What it's all about.
Home recording is one of the fastest expanding areas of the music industry. Every year, companies create new programs, enhance already existing programs, and engineer more interfaces so you can create higher quality music from the comfort of your home. What does this equate to? You being confused and intimidated because the chances are, you have no idea how to use it.
Unfortunately, the home recording industry has been regarded as extremely complex. The truth of the matter is that while recording music is as much an art as it is a science, anyone can do it. All it takes is a little ingenuity and a lot of dedication.
On the other side of the spectrum, cost has been a huge factor that has held many great musicians back from recording from their home. Just four years ago, the cost of home recording equipment was astronomical. It made more economical sense to rent time from a professional studio and hire someone who knew what they were doing instead of trying to do it yourself. Now the times have changed and so have the prices.
Depending on what you are looking to do, you can put together a decent recording studio from $100 all the way up to $2000. That's quite a difference in price, which is why you need to know the basics before you walk into your local music store or head online to ebay.

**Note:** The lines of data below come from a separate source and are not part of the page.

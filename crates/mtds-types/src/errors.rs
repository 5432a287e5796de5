//! Error types for MTDS

use serde::{Deserialize, Serialize};
use thiserror::Error;

/// Main error type for MTDS operations
#[derive(Debug, Error, Clone, PartialEq, Serialize, Deserialize)]
pub enum MtdsError {
    /// Configuration errors (unsupported backend, missing path)
    #[error("Configuration error: {message}")]
    Config { message: String },

    /// Allocator pool or backend budget exhausted
    #[error("Resource exhausted: {message}")]
    ResourceExhausted { message: String },

    /// A put for the same key is already in flight
    #[error("Already exists: {message}")]
    AlreadyExists { message: String },

    /// Key or file not found
    #[error("Not found: {message}")]
    NotFound { message: String },

    /// I/O errors
    #[error("I/O error: {message}")]
    IO { message: String },

    /// Serialization/deserialization errors
    #[error("Serialization error: {message}")]
    Serialization { message: String },

    /// Invalid format errors (metadata header, file names)
    #[error("Invalid format: {message}")]
    InvalidFormat { message: String },

    /// Invalid parameters
    #[error("Invalid parameter: {message}")]
    InvalidParameter { message: String },

    /// Control-plane protocol errors (unknown tag, malformed payload)
    #[error("Protocol error: {message}")]
    Protocol { message: String },

    /// Transport errors
    #[error("Network error: {message}")]
    Network { message: String },

    /// Caller-imposed wait expired
    #[error("Operation timed out: {message}")]
    Timeout { message: String },

    /// Task dropped before it produced a result
    #[error("Operation cancelled: {message}")]
    Cancelled { message: String },

    /// Internal errors (should not happen in normal operation)
    #[error("Internal error: {message}")]
    Internal { message: String },
}

impl MtdsError {
    /// Create a configuration error
    pub fn config(message: impl Into<String>) -> Self {
        Self::Config {
            message: message.into(),
        }
    }

    /// Create a resource exhausted error
    pub fn resource_exhausted(message: impl Into<String>) -> Self {
        Self::ResourceExhausted {
            message: message.into(),
        }
    }

    /// Create an already exists error
    pub fn already_exists(message: impl Into<String>) -> Self {
        Self::AlreadyExists {
            message: message.into(),
        }
    }

    /// Create a not found error
    pub fn not_found(message: impl Into<String>) -> Self {
        Self::NotFound {
            message: message.into(),
        }
    }

    /// Create an I/O error
    pub fn io(message: impl Into<String>) -> Self {
        Self::IO {
            message: message.into(),
        }
    }

    /// Create a serialization error
    pub fn serialization(message: impl Into<String>) -> Self {
        Self::Serialization {
            message: message.into(),
        }
    }

    /// Create an invalid format error
    pub fn invalid_format(message: impl Into<String>) -> Self {
        Self::InvalidFormat {
            message: message.into(),
        }
    }

    /// Create an invalid parameter error
    pub fn invalid_parameter(message: impl Into<String>) -> Self {
        Self::InvalidParameter {
            message: message.into(),
        }
    }

    /// Create a protocol error
    pub fn protocol(message: impl Into<String>) -> Self {
        Self::Protocol {
            message: message.into(),
        }
    }

    /// Create a network error
    pub fn network(message: impl Into<String>) -> Self {
        Self::Network {
            message: message.into(),
        }
    }

    /// Create a timeout error
    pub fn timeout(message: impl Into<String>) -> Self {
        Self::Timeout {
            message: message.into(),
        }
    }

    /// Create a cancelled error
    pub fn cancelled(message: impl Into<String>) -> Self {
        Self::Cancelled {
            message: message.into(),
        }
    }

    /// Create an internal error
    pub fn internal(message: impl Into<String>) -> Self {
        Self::Internal {
            message: message.into(),
        }
    }

    /// Backpressure and transport hiccups may succeed on retry
    pub fn is_retryable(&self) -> bool {
        matches!(
            self,
            Self::ResourceExhausted { .. }
                | Self::AlreadyExists { .. }
                | Self::Network { .. }
                | Self::Timeout { .. }
        )
    }

    /// Errors that must abort startup
    pub fn is_fatal(&self) -> bool {
        matches!(self, Self::Config { .. })
    }
}

/// Conversion from std::io::Error
impl From<std::io::Error> for MtdsError {
    fn from(err: std::io::Error) -> Self {
        Self::io(format!("{}", err))
    }
}

/// Conversion from serde_json::Error
impl From<serde_json::Error> for MtdsError {
    fn from(err: serde_json::Error) -> Self {
        Self::serialization(format!("{}", err))
    }
}

impl From<serde_yaml::Error> for MtdsError {
    fn from(err: serde_yaml::Error) -> Self {
        Self::config(format!("Failed to parse YAML config: {}", err))
    }
}

impl From<toml::de::Error> for MtdsError {
    fn from(err: toml::de::Error) -> Self {
        Self::config(format!("Failed to parse TOML config: {}", err))
    }
}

The reasons why you would want to take the time, money, and effort to record yourself vary from musician to musician. Recording yourself is a great way to analyze your sound and technique so you can hear where you went wrong in a particular piece of music.
Home recording is also a great way to create a demo of your band and/or produce an audition CD. My personal reasons to venture into the world of home recording were for work and personal enjoyment. It's extremely fulfilling to put hours into a project and see the final result come to life.

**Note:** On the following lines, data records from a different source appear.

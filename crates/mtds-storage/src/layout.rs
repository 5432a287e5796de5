//! Key to file path mapping for file-backed media
//!
//! Chunks are spread over two levels of 256 directories picked from a
//! SHA-256 of the escaped key, so no single directory grows unbounded. The
//! file name is the escaped key itself, which keeps the mapping reversible.

use mtds_types::{CacheEngineKey, Result};
use sha2::{Digest, Sha256};
use std::path::{Path, PathBuf};

/// Suffix of every chunk file
pub const CHUNK_SUFFIX: &str = ".kvcache.safetensors";
/// Suffix of a chunk file still being written
pub const TMP_SUFFIX: &str = ".tmp";

/// Path of the chunk file for `key` under `root`
pub fn chunk_path(root: &Path, key: &CacheEngineKey) -> PathBuf {
    let stem = key.to_file_stem();
    let digest = hex::encode(Sha256::digest(stem.as_bytes()));
    root.join(&digest[0..2])
        .join(&digest[2..4])
        .join(format!("{}{}", stem, CHUNK_SUFFIX))
}

/// Path the chunk is staged at before the final rename
pub fn tmp_path(path: &Path) -> PathBuf {
    let mut os = path.as_os_str().to_os_string();
    os.push(TMP_SUFFIX);
    PathBuf::from(os)
}

/// Recover the key from a chunk file path; `None` for foreign files
pub fn key_from_path(path: &Path) -> Option<Result<CacheEngineKey>> {
    let name = path.file_name()?.to_str()?;
    let stem = name.strip_suffix(CHUNK_SUFFIX)?;
    Some(CacheEngineKey::from_file_stem(stem))
}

If you think you need a full band in order to make a song sound full, you would also be incorrect. With the great technology out there and MIDI (more on that later) you can be a one-man-band. It's a fantastic way to fine tune your ear and get valuable production experience.

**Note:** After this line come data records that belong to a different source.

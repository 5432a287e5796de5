//! # MTDS Controller
//!
//! Control plane between a cache worker and the cluster controller.
//!
//! A [`Worker`] registers itself with the controller, relays cache events
//! (admissions, evictions) over a batched push channel and answers control
//! requests such as "clear these tokens" by calling into the local
//! [`CacheEngine`]. Messages are tagged CBOR maps ([`message`]) carried in
//! length-prefixed frames over TCP ([`transport`]).

pub mod message;
pub mod transport;
pub mod worker;

pub use message::*;
pub use transport::*;
pub use worker::*;

pub use mtds_types::{MtdsError, Result};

In order to get off on the right foot, there are some things you should look at buying before hand.
This article is assuming that you already have a home computer or laptop. If you don't, we'll cover some options for you later. Your computer can be viewed as the heart of your home recording studio. It's what runs your software and what transmits the signals from your instruments into your computer so you can transform them into a song. A computer also allows you to create CDs, which is essential if you are looking to share music with friends, family, or fans.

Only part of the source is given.